Normalde bu tür kolektif sorunların medya da dile getirilmesi beklenir. Yani medyanın dünyada olan biteni insanlara ulaştırmak dışında bu tür toplumsal sorunların gündeme getirmek gibi bir görevi ve sorumluluğu da var... Bir nevi toplumsal ve vicdani bir ses olma sorumluluğu.
Ancak, birçok meselede gündemi ıskaladığı gibi asli becerilerinin büyük bir kısmını da sosyal medyaya kaptırdı ana akım medya. Artık insanlara ulaşma, gündem oluşturma ve vicdani duyarlılık noktasında sosyal medya daha başarılı bir ortam. Türkiye’nin kolektif vicdanı ve siyasal gündem merkezi artık sosyal medya.
Ulusal medyanın bir süredir sorumluluklarını yerine getirmede isteksiz ve başarısız olduğu gerçeğini ise medya ve toplum kanıksamış durumda. Konuyla alakalı birkaç yazı da yazdım.
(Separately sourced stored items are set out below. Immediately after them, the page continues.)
//! # Programmable Interrupt Controller (8259 PIC)
//!
//! ```text
//! ┌─────────────┐     ┌─────────────┐
//! │   PIC 1     │     │   PIC 2     │
//! │  (Master)   │────▶│  (Slave)    │
//! │ IRQ 0-7     │     │ IRQ 8-15    │
//! └─────────────┘     └─────────────┘
//!       │
//!       ▼
//!     CPU
//! ```
//!
//! IRQ 0-15 are remapped to vectors 32-47. Every line starts masked; the kernel opens the
//! ones it installed handlers for.

use pic8259::ChainedPics;
use spin::Mutex;
use x86_64::instructions::interrupts;

use crate::interrupts::IrqControl;

pub const PIC_1_OFFSET: u8 = 32; // Primary PIC handles IRQs 0-7
pub const PIC_2_OFFSET: u8 = 40; // Secondary PIC handles IRQs 8-15
const CASCADE_IRQ: u8 = 2;

pub static PICS: Mutex<ChainedPics> =
    Mutex::new(unsafe { ChainedPics::new(PIC_1_OFFSET, PIC_2_OFFSET) });

// Interrupt indices - these are the actual vector numbers the CPU sees
#[derive(Debug, Clone, Copy)]
#[repr(u8)]
pub enum InterruptIndex {
    Timer = PIC_1_OFFSET, // 32 - IRQ0, first of the 16 IRQ vectors
    Syscall = 0x80,
}

impl InterruptIndex {
    pub fn as_u8(self) -> u8 {
        self as u8
    }
}

pub fn init() -> Result<(), &'static str> {
    interrupts::without_interrupts(|| {
        let mut pics = PICS.lock();
        unsafe {
            pics.initialize();
            pics.write_masks(0xff, 0xff);
        }
    });
    Ok(())
}

/// Line masking through the chips' mask registers.
#[derive(Debug, Default, Clone, Copy)]
pub struct Pic8259;

fn with_masks<R>(f: impl FnOnce(&mut [u8; 2]) -> R) -> R {
    interrupts::without_interrupts(|| {
        let mut pics = PICS.lock();
        let mut masks = unsafe { pics.read_masks() };
        let before = masks;
        let result = f(&mut masks);
        if masks != before {
            unsafe { pics.write_masks(masks[0], masks[1]) };
        }
        result
    })
}

fn bit(irq: u8) -> (usize, u8) {
    (usize::from(irq / 8), 1 << (irq % 8))
}

impl IrqControl for Pic8259 {
    fn mask(&self, irq: u8) {
        let (chip, bit) = bit(irq);
        with_masks(|masks| masks[chip] |= bit);
    }

    fn unmask(&self, irq: u8) {
        let (chip, bit) = bit(irq);
        with_masks(|masks| {
            masks[chip] &= !bit;
            if chip == 1 {
                masks[0] &= !(1 << CASCADE_IRQ);
            }
        });
    }

    fn is_masked(&self, irq: u8) -> bool {
        let (chip, bit) = bit(irq);
        with_masks(|masks| masks[chip] & bit != 0)
    }

    fn end_of_interrupt(&self, irq: u8) {
        interrupts::without_interrupts(|| unsafe {
            PICS.lock().notify_end_of_interrupt(PIC_1_OFFSET + irq);
        });
    }
}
Medyanın toplumdaki beklentiler ve gündemler ile uyumsuz hale gelmiş olması başlı başına önemli bir sorun iken son zamanlarda bir adım daha geriye düştü.
İlk geriye çekiliş, alanın bir kısmını yabancı medya organlarına kaptırmaktı. İkinci geriye gidiş ise tek sesli hale gelmesi idi. Zannetmeyin ki burada oklar sadece iktidara yakın medyaya yöneltiliyor. Kendine “muhalif” diyen medya da aynı rezil halde. Muhalif medya organları da alternatif bir mecra olmak yerine başarısız bir reaksiyon sahasına döndüler. Epey kapı dışarı edilmiş emektar gazetecinin olduğu bir düzlemde bile bu kadar sönük kalmak ise nereden bakarsanız ciddi bir zihniyet sorunu.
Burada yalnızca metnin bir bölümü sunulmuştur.